Two good friends on campus, Bailey Schorr, Psychology ‘17 and Jaylan Tucker, Health Promotion ’17, saw an empty greenhouse and recognized a chance to make an impact on the student body and the local community. The USCB greenhouse was not in current use, but these two students knew it had potential.
In the fall of 2015, Schorr and Tucker approached health promotion professor Lauren Gellar, Ph.D. MCHES, and she secured permission for the two to work in the greenhouse.
As Schorr states, “We had no idea the path we were walking down.” Many hours were spent cleaning and repairing things with the help of USCB maintenance staff. By the fall of 2016, the students were ready to attempt growing, and funds were needed. Mr. Paul Brody, a specialist from the local community in hydroponics, provided blueprints and expert advice free of charge.
In addition, the students received a donation from the USC Pastides Health and Sustainability Fund from the University of South Carolina. USC President Harris Pastides and his wife Patricia Moore-Pastides have a particular interest in healthy living, and this fund is supported by royalties from Mrs. Moore-Pastides’ healthy cookbooks. The students also received support from student life and Mr. Norman Varnes from the Environmental Club.

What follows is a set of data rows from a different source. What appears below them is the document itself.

use chrono::{DateTime, Utc};
use serde::{Deserialize, Serialize};
use std::fmt;

use crate::error::ErrorKind;
use crate::events::{ProtocolErrorDetails, Speaker, TranscriptFragment};
use crate::telemetry::EmotionSnapshot;

/// Externally visible session state
#[derive(Debug, Clone, Copy, PartialEq, Eq, Serialize, Deserialize)]
#[serde(rename_all = "snake_case")]
pub enum SessionState {
    Idle,
    Connecting,
    Active,
    Ended,
}

impl fmt::Display for SessionState {
    fn fmt(&self, f: &mut fmt::Formatter<'_>) -> fmt::Result {
        let s = match self {
            SessionState::Idle => "idle",
            SessionState::Connecting => "connecting",
            SessionState::Active => "active",
            SessionState::Ended => "ended",
        };
        f.write_str(s)
    }
}

/// Why a session ended
#[derive(Debug, Clone, PartialEq, Eq, Serialize, Deserialize)]
#[serde(tag = "reason", rename_all = "snake_case")]
pub enum EndReason {
    /// Caller-initiated stop
    Stopped,
    /// Daily budget ran out
    BudgetExhausted,
    /// Data channel or transport closed underneath the session
    ConnectionLost { detail: String },
}

/// Statistics about a voice session
#[derive(Debug, Clone, Serialize, Deserialize)]
pub struct SessionStats {
    pub session_id: String,

    pub user_id: String,

    pub state: SessionState,

    /// When the session became active
    pub started_at: DateTime<Utc>,

    /// Seconds billed so far
    pub elapsed_seconds: u64,

    /// Seconds left in today's budget
    pub remaining_budget_seconds: u64,

    /// Set once the session has ended
    pub end_reason: Option<EndReason>,
}

/// Lifecycle notifications
#[derive(Debug, Clone, PartialEq, Serialize)]
#[serde(tag = "phase", rename_all = "snake_case")]
pub enum LifecycleEvent {
    Connecting {
        user_id: String,
    },
    Active {
        session_id: String,
        remaining_budget_seconds: u64,
    },
    Ended {
        session_id: String,
        reason: EndReason,
        elapsed_seconds: u64,
    },
}

/// Everything the engine reports to callers
#[derive(Debug, Clone, Serialize)]
#[serde(tag = "event", rename_all = "snake_case")]
pub enum SessionEvent {
    Lifecycle(LifecycleEvent),
    ConnectFailed {
        kind: ErrorKind,
        message: String,
    },
    Transcript(TranscriptFragment),
    SpeakingChanged {
        speaker: Speaker,
        speaking: bool,
    },
    Emotion(EmotionSnapshot),
    /// Non-fatal by itself
    ProtocolError(ProtocolErrorDetails),
    /// Unrecognised protocol event, forwarded verbatim
    Unrecognized {
        event_type: String,
        payload: serde_json::Value,
    },
    Clock {
        elapsed_seconds: u64,
        remaining_budget_seconds: u64,
    },
    UsagePersistFailed {
        session_id: String,
        delta_seconds: u64,
        message: String,
    },
}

The first crop of lettuce was a success! They grew 54 delicious heads of butterhead lettuce using the Kratky Method on the first attempt. They are currently growing tomatoes, zucchini, and cucumbers using the Dutch Bucket Method.
Recently the students began working with the Jasper County Boys and Girls Club. They are planning to teach them about hydroponics and help them build their own system. Also, the produce grown in the USCB greenhouse will be donated to them and integrated into a cooking class to help raise awareness about healthy cooking and, in particular, the health benefits of eating vegetables.
“Jaylan Tucker and Bailey Schorr are student leaders who have shown two years of passion, commitment and perseverance. They have overcome multiple obstacles along the way to see the USCB Greenhouse Project to fruition,” said Lauren Gellar, Ph.D., MCHES program director for the bachelor of science in health promotion. “They have a strong vision to enhance community engagement with local underserved populations.”
Patricia Moore-Pastides gave a talk on the USCB campus last Thursday, April 13, on garden-to-table gardening and healthy cooking. The talk was followed by a presentation from Schorr and Tucker on the USCB Greenhouse Project.